We mapped the region of ARA70 required for androgen-dependent interaction with the AR-LBD, identified an intrinsic transcriptional activation domain (ARA70 296–441), and found that the carboxyl-terminal region of ARA70 has an inhibitory effect on these ARA70 functional domains in yeast. The sequence exhibiting maximum AR-LBD binding was ARA70 amino acids 321–441. These amino acids were contained within the sequence isolated by two-hybrid screening of a cDNA library using the AR-LBD as bait. Androgen-dependent binding of ARA70 321–441 to the AR-LBD was demonstrated also in cell-free assays in vitro. A double mutation, K327A, K329A, which changed KFKLLF to AFALLF in an FxxLF motif within this ARA70 region, eliminated androgen-dependent ARA70 binding to the AR-LBD in yeast and in the GST affinity matrix assays. Mutating FxxLF to AxxAA also eliminated androgen-dependent binding to the AR-LBD, indicating this motif is required for the interaction.
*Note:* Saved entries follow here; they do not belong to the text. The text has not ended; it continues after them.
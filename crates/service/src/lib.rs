//! Service layer providing the user record operations.
//! - Separates business rules (validation, not-found signalling) from storage.
//! - Storage is injected through `user::UserRepository`.

pub mod errors;
pub mod storage;
pub mod user;
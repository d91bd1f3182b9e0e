use thiserror::Error;

#[derive(Debug, Error)]
pub enum BridgeError {
    #[error("catalog error: {0}")]
    Catalog(String),
    #[error("invalid arguments: {0}")]
    InvalidArguments(String),
    #[error("http error: {0}")]
    Http(#[from] reqwest::Error),
    #[error("invalid url: {0}")]
    Url(String),
    #[error("timed out {0}")]
    Timeout(String),
    #[error("connection closed")]
    Closed,
    #[error("rpc error {code}: {message}")]
    Rpc { code: i64, message: String },
}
Since coactivation by ARA70(2KA) or ARA70(AxxAA) mutants with full-length AR was not abolished, the possibility remained for another site of ARA70 interaction with AR outside the AR-LBD. We observed that ARA70 binds the AR NH2-terminal-DNA binding domain fragment and enhances its constitutive transcriptional activity. Binding to the AR NH2-terminal region was not dependent on an intact FxxLF motif or the presence of an activation domain (ARA70 296–441). However, deletion of the activation domain diminished ARA70 coactivation with the AR NH2-terminal-DNA binding domain fragment. This result in a mammalian cell line supported the presence of an ARA70 activation domain as defined in yeast. Our results are in agreement with existing evidence (53, 54, 55) that ARA70 is an AR transcriptional coactivator and indicate further that ARA70 coactivation results from interactions with both the NH2-terminal and LBDs of AR.

In pull-down assays, Alen et al. (55) observed that both GST-ARA70/ELE1{alpha} and GST-ARA70/ELE1ß bound full-length [35S]AR in an androgen-independent manner. ELE1{alpha} is identical to full-length ARA70 while ELE1ß contains a deletion of amino acids 238–566. Our results indicate that ELE1ß would not be expected to bind the AR-LBD in an androgen-dependent manner since the ELE1ß lacks the FxxLF motif. The results of Alen et al. (55) could be explained by binding to the AR NH2-terminal domain; however, binding to this region was not detected in their assay.

Like other nuclear receptors AR NH2-terminal and LBDs contain transcriptional activation subdomains designated activation function 1 (AF1) and AF2, respectively (1, 23, 64, 65, 66, 67). When AR is activated by androgen binding, it dimerizes on androgen response element DNA through an interaction of the NH2- and carboxyl-terminal regions referred to as the N/C interaction (67, 68, 69, 70, 71). As an isolated domain, the AR NH2-terminal activation function, AF1, is stronger than AF2 in the carboxyl-terminal region (56, 64, 70). Recent studies indicated the AR NH2-terminal domain recruits p160 coactivators while AF2 is the major contact site for the N/C interaction (59). The N/C interaction is dependent on the presence of an FxxLF motif in the AR NH2-terminal domain, and it is this motif that interacts with the AR AF2 (58). Because ARA70 contains an FxxLF motif, it likely also interacts with AF2 in the AR-LBD. The NH2-terminal region of ARA70 contains an LxxLL motif. This sequence motif is known to be important in the binding of p160 coactivators to AF2 of other nuclear receptors (42, 43, 44, 45, 46, 47). However, ARA70 sequences containing this motif (amino acids 1–118, 1–295, and 1–321) did not bind the AR-LBD in the yeast assay. These results are in agreement with recent studies showing that the AR AF2 region has higher affinity for the FxxLF motif than it does for the LxxLL motif (71A ).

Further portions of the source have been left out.